There have always been rich women, but with female millionaires aged between 18 and 44 now outnumbering male, women are wealthier than ever. Are more female private bankers needed as a result?
Maybe, but maybe not. Catherine Tillotson, head of the research team at wealth management consultancy Scorpio Partnership, tells us banks have woken up to female entrepreneurship and realise this is a market they need to cater for. But, she adds, there’s no evidence that women prefer dealing with women – anecdotally they don’t seem to care.
Nicola Horlick, the doyenne of fund management, got into the game last year with Bramdiva, an asset management company focused on women. The company’s website is a tasteful shade of pink, but five of the key partners are men.
Christian Sulger Buel, chief executive of private banking search firm Sulger Buel and Co., reels off the names of several senior female private bankers, such as Liz Cacciottolo, now CEO of UBS Wealth Management in Sydney, Australia, Caroline Kuhnert, MD UBS Wealth Management London International, and Marianne Hay, CEO for Europe Global Wealth Management at Citigroup.
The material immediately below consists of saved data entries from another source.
//! Parallel batch encoding and decoding
//!
//! Every record's bit-packing depends only on the shared immutable code
//! book, and every record's reconstruction depends only on the prebuilt
//! lookup table, so batches split cleanly across threads. Records are
//! chunked contiguously, each chunk runs on its own scoped thread, and the
//! per-chunk outputs are stitched back together in input order, making the
//! result bit-identical to the serial path.

use crate::codebook::CodeBook;
use crate::decoder::LookupDecoder;
use crate::encoder::{BlockEncoder, EncodedBlock};
use crate::error::{HuffpackError, Result};
use std::ops::Range;
use std::thread;

/// Configuration for parallel batch operations
#[derive(Debug, Clone)]
pub struct ParallelConfig {
    /// Number of worker threads
    pub num_threads: usize,
    /// Batches smaller than this run serially
    pub min_parallel_records: usize,
}

impl Default for ParallelConfig {
    fn default() -> Self {
        Self {
            num_threads: 4,
            min_parallel_records: 64,
        }
    }
}

impl ParallelConfig {
    /// Configuration optimized for throughput on large batches
    pub fn high_throughput() -> Self {
        Self {
            num_threads: 8,
            min_parallel_records: 128,
        }
    }

    /// Configuration with minimal thread overhead for small batches
    pub fn low_latency() -> Self {
        Self {
            num_threads: 2,
            min_parallel_records: 16,
        }
    }
}

/// Split `len` items into up to `pieces` contiguous ranges of near-equal
/// size, the remainder spread over the leading ranges.
fn chunk_ranges(len: usize, pieces: usize) -> Vec<Range<usize>> {
    if len == 0 {
        return Vec::new();
    }
    let pieces = pieces.max(1).min(len);
    let chunk = len / pieces;
    let remainder = len % pieces;

    let mut ranges = Vec::with_capacity(pieces);
    let mut start = 0;
    for i in 0..pieces {
        let size = chunk + usize::from(i < remainder);
        ranges.push(start..start + size);
        start += size;
    }
    ranges
}

/// Encode a batch across threads, producing the same block as
/// [`BlockEncoder::encode`].
pub fn encode_records_parallel<R: AsRef<[u8]> + Sync>(
    records: &[R],
    book: &CodeBook,
    config: &ParallelConfig,
) -> Result<EncodedBlock> {
    let encoder = BlockEncoder::new(book);
    if records.len() < config.min_parallel_records || config.num_threads <= 1 {
        return encoder.encode(records);
    }

    let ranges = chunk_ranges(records.len(), config.num_threads);
    let results: Vec<Result<(Vec<u64>, Vec<u32>)>> = thread::scope(|scope| {
        let handles: Vec<_> = ranges
            .into_iter()
            .map(|range| {
                scope.spawn(move || {
                    let mut words = Vec::new();
                    let mut bounds = Vec::with_capacity(range.len());
                    for index in range {
                        let bound =
                            encoder.encode_record(records[index].as_ref(), index, &mut words)?;
                        bounds.push(bound);
                    }
                    Ok((words, bounds))
                })
            })
            .collect();
        handles
            .into_iter()
            .map(|handle| handle.join().expect("encoder thread panicked"))
            .collect()
    });

    let mut words = Vec::new();
    let mut bounds = Vec::with_capacity(records.len());
    for result in results {
        let (chunk_words, chunk_bounds) = result?;
        words.extend_from_slice(&chunk_words);
        bounds.extend_from_slice(&chunk_bounds);
    }
    Ok(EncodedBlock::from_parts(words, bounds))
}

/// Decode a block across threads, producing the same records as
/// [`LookupDecoder::decode`].
pub fn decode_block_parallel(
    block: &EncodedBlock,
    decoder: &LookupDecoder,
    config: &ParallelConfig,
) -> Result<Vec<Vec<u8>>> {
    if block.record_count() < config.min_parallel_records || config.num_threads <= 1 {
        return decoder.decode(block);
    }

    let words = block.words();
    let bounds = block.bounds();
    let total: u64 = bounds.iter().map(|&bound| u64::from(bound)).sum();
    if total != words.len() as u64 {
        return Err(HuffpackError::invalid_data(format!(
            "bounds cover {} words but the block has {}",
            total,
            words.len()
        )));
    }

    let mut offsets = Vec::with_capacity(bounds.len());
    let mut offset = 0usize;
    for &bound in bounds {
        offsets.push(offset);
        offset += bound as usize;
    }
    let offsets = &offsets;

    let ranges = chunk_ranges(bounds.len(), config.num_threads);
    let results: Vec<Result<Vec<Vec<u8>>>> = thread::scope(|scope| {
        let handles: Vec<_> = ranges
            .into_iter()
            .map(|range| {
                scope.spawn(move || {
                    let mut decoded = Vec::with_capacity(range.len());
                    for index in range {
                        let start = offsets[index];
                        let end = start + bounds[index] as usize;
                        decoded.push(decoder.decode_record(&words[start..end], index)?);
                    }
                    Ok(decoded)
                })
            })
            .collect();
        handles
            .into_iter()
            .map(|handle| handle.join().expect("decoder thread panicked"))
            .collect()
    });

    let mut records = Vec::with_capacity(bounds.len());
    for result in results {
        records.extend(result?);
    }
    Ok(records)
}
Sulger Buel tells us their roles are not the least dependent on their dealing specifically with female clientele. But he also says that in the US and UK there is a real concern among private bankers that they need to meet diversity rules requiring them to redress women’s under-representation.
Simon Culliford, a director at Culliford Edmonds Associates, says that although he has never specifically been asked for a female banker to fill a role, there is no doubt that women make excellent relationship managers. “They are certainly not hidden away!”